I drew a breath, still afraid but half relieved, too: it made the answer so clear. “I know that there are three,” I said. I put my other hand around my mother’s and squeezed back. “I have to. You know I have to.”

I took the deformed golden crown to Isaac’s stall, where his younger brother was minding things for him, and he carefully melted the whole thing down for me into flat gold bars, and then I went out with them hidden in a sack, out to the great market in the center of the city. One after another I traded them, not caring if I made a good bargain, so long as I made a quick one. I traded for a cart, for two strong horses to pull it, for a crate full of chickens, for an axe, a saw, hammers, and nails. I bought a plow and furrows and two sharp scythes, and sacks of seed for rye and beans. Sergey and Wanda came with me; they loaded everything into the cart and piled it high. And last at the end, I bought two long hooded cloaks, exactly the same, a dull grey: those were a good bargain, their price come down far from what they’d been yesterday, on a table full of others.

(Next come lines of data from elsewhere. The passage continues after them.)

//! Positional audio sources
//!
//! An [`AudioSource`] owns a device voice and the buffer it plays. Attached
//! to a node, it follows that node: every world-placement change pushes the
//! node's world translation to the device.

use std::cell::Cell;
use std::fmt;
use std::path::{Path, PathBuf};
use std::rc::Rc;

use log::trace;
use sprig_math::Vec3;

use super::controller::AudioController;
use super::device::{AudioDevice, AudioState, BufferHandle, SourceHandle};
use super::error::AudioError;
use super::format::SoundFormat;
use crate::transform::TransformListener;
use crate::world::{NodeKey, World};

/// Loaded sample data. Released from the device on drop.
pub struct AudioBuffer {
    device: Rc<dyn AudioDevice>,
    handle: BufferHandle,
    path: PathBuf,
    format: SoundFormat,
}

impl AudioBuffer {
    /// Load `path`, choosing the format from its extension
    pub fn load(device: Rc<dyn AudioDevice>, path: &Path) -> Result<Self, AudioError> {
        let format = SoundFormat::from_path(path)?;
        let handle = device.load_buffer(path, format)?;
        Ok(Self {
            device,
            handle,
            path: path.to_path_buf(),
            format,
        })
    }

    pub fn path(&self) -> &Path {
        &self.path
    }

    pub fn format(&self) -> SoundFormat {
        self.format
    }

    pub fn handle(&self) -> BufferHandle {
        self.handle
    }
}

impl Drop for AudioBuffer {
    fn drop(&mut self) {
        self.device.release_buffer(self.handle);
    }
}

impl fmt::Debug for AudioBuffer {
    fn fmt(&self, f: &mut fmt::Formatter<'_>) -> fmt::Result {
        f.debug_struct("AudioBuffer")
            .field("handle", &self.handle)
            .field("path", &self.path)
            .field("format", &self.format)
            .finish()
    }
}

/// A playable, positionable sound
pub struct AudioSource {
    device: Rc<dyn AudioDevice>,
    handle: SourceHandle,
    buffer: AudioBuffer,
    looped: Cell<bool>,
    gain: Cell<f32>,
    pitch: Cell<f32>,
    velocity: Cell<Vec3>,
    node: Cell<Option<NodeKey>>,
}

impl AudioSource {
    /// Create a source for the sound file at `path`.
    ///
    /// Returns `None` if the file cannot be loaded, the device has no voice
    /// left, or a live source for the same path already exists.
    pub fn create(controller: &AudioController, path: impl AsRef<Path>) -> Option<Rc<AudioSource>> {
        controller.create_source(path.as_ref())
    }

    pub(crate) fn new(buffer: AudioBuffer, gain: f32) -> Result<Self, AudioError> {
        let device = Rc::clone(&buffer.device);
        let handle = device.create_source(buffer.handle)?;
        device.set_gain(handle, gain);
        device.set_pitch(handle, 1.0);
        device.set_looping(handle, false);
        Ok(Self {
            device,
            handle,
            buffer,
            looped: Cell::new(false),
            gain: Cell::new(gain),
            pitch: Cell::new(1.0),
            velocity: Cell::new(Vec3::ZERO),
            node: Cell::new(None),
        })
    }

    /// Start playback; a paused source continues from where it paused.
    /// Playing an already playing source does nothing.
    pub fn play(&self) {
        match self.state() {
            AudioState::Playing => {}
            state => {
                trace!("Playing {} from {:?}", self.buffer.path.display(), state);
                self.device.play(self.handle);
            }
        }
    }

    pub fn pause(&self) {
        if self.state() == AudioState::Playing {
            self.device.pause(self.handle);
        }
    }

    /// Continue a paused source; no effect in any other state
    pub fn resume(&self) {
        if self.state() == AudioState::Paused {
            self.play();
        }
    }

    /// Stop and reset the play position
    pub fn stop(&self) {
        self.device.stop(self.handle);
    }

    /// Reset the play position without changing state
    pub fn rewind(&self) {
        self.device.rewind(self.handle);
    }

    /// Playback state as reported by the device
    pub fn state(&self) -> AudioState {
        self.device.state(self.handle)
    }

    pub fn is_looped(&self) -> bool {
        self.looped.get()
    }

    pub fn set_looped(&self, looped: bool) {
        self.looped.set(looped);
        self.device.set_looping(self.handle, looped);
    }

    pub fn gain(&self) -> f32 {
        self.gain.get()
    }

    pub fn set_gain(&self, gain: f32) {
        self.gain.set(gain);
        self.device.set_gain(self.handle, gain);
    }

    pub fn pitch(&self) -> f32 {
        self.pitch.get()
    }

    pub fn set_pitch(&self, pitch: f32) {
        self.pitch.set(pitch);
        self.device.set_pitch(self.handle, pitch);
    }

    pub fn velocity(&self) -> Vec3 {
        self.velocity.get()
    }

    pub fn set_velocity(&self, velocity: Vec3) {
        self.velocity.set(velocity);
        self.device.set_velocity(self.handle, velocity);
    }

    /// The node this source is attached to
    pub fn node(&self) -> Option<NodeKey> {
        self.node.get()
    }

    pub(crate) fn set_node(&self, node: Option<NodeKey>) {
        self.node.set(node);
    }

    pub fn path(&self) -> &Path {
        self.buffer.path()
    }

    pub fn buffer(&self) -> &AudioBuffer {
        &self.buffer
    }

    /// Device handle of this source's voice
    pub fn handle(&self) -> SourceHandle {
        self.handle
    }
}

impl TransformListener for AudioSource {
    fn transform_changed(&self, world: &World, node: NodeKey) {
        let target = self.node.get().unwrap_or(node);
        if let Some(node) = world.node(target) {
            self.device.set_position(self.handle, node.world_translation());
        }
    }
}

impl Drop for AudioSource {
    fn drop(&mut self) {
        self.device.stop(self.handle);
        self.device.release_source(self.handle);
    }
}

impl fmt::Debug for AudioSource {
    fn fmt(&self, f: &mut fmt::Formatter<'_>) -> fmt::Result {
        f.debug_struct("AudioSource")
            .field("handle", &self.handle)
            .field("path", &self.buffer.path)
            .field("node", &self.node.get())
            .finish()
    }
}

It took us a long time to drive the heaped cart back to my grandfather’s house: the streets were crammed full of traffic and moving almost not at all. As we crawled along, Wanda said, “There is a wedding,” and looking down a side street towards the great cathedral I glimpsed a princess coming down the steps, wearing my Staryk dress of gold and white with a thin crown upon her head; she was smiling and triumphant, and her husband beside her equally so, among a crowd of splendid nobles. The dress fit better there than it had in my grandfather’s house. I looked for Irina: she was already at the foot of the stairs, with the tsar beside her, climbing into an open carriage. The sunlight caught on her silver crown, and he only sat leaning on an elbow, looking irritated with boredom, and no sign of the demon lurking beneath his skin. I looked quickly away.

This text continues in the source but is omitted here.